Stored items

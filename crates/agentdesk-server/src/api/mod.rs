pub mod admin;
pub mod health;
pub mod myagent;
pub mod workflows;

use axum::Router;

use agentdesk_core::state::AppState;

/// Build the complete API router with all sub-routes.
pub fn api_router(state: AppState) -> Router<AppState> {
    Router::new()
        .merge(health::router())
        .merge(myagent::router())
        .merge(workflows::router())
        .merge(admin::router(state))
}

▸ **The task**:
In full and without error, retype the entries above.

▸ **Written solution**:
filename crates/agentdesk-server/src/api/mod.rs
pub mod admin;
pub mod health;
pub mod myagent;
pub mod workflows;

use axum::Router;

use agentdesk_core::state::AppState;

/// Build the complete API router with all sub-routes.
pub fn api_router(state: AppState) -> Router<AppState> {
    Router::new()
        .merge(health::router())
        .merge(myagent::router())
        .merge(workflows::router())
        .merge(admin::router(state))
}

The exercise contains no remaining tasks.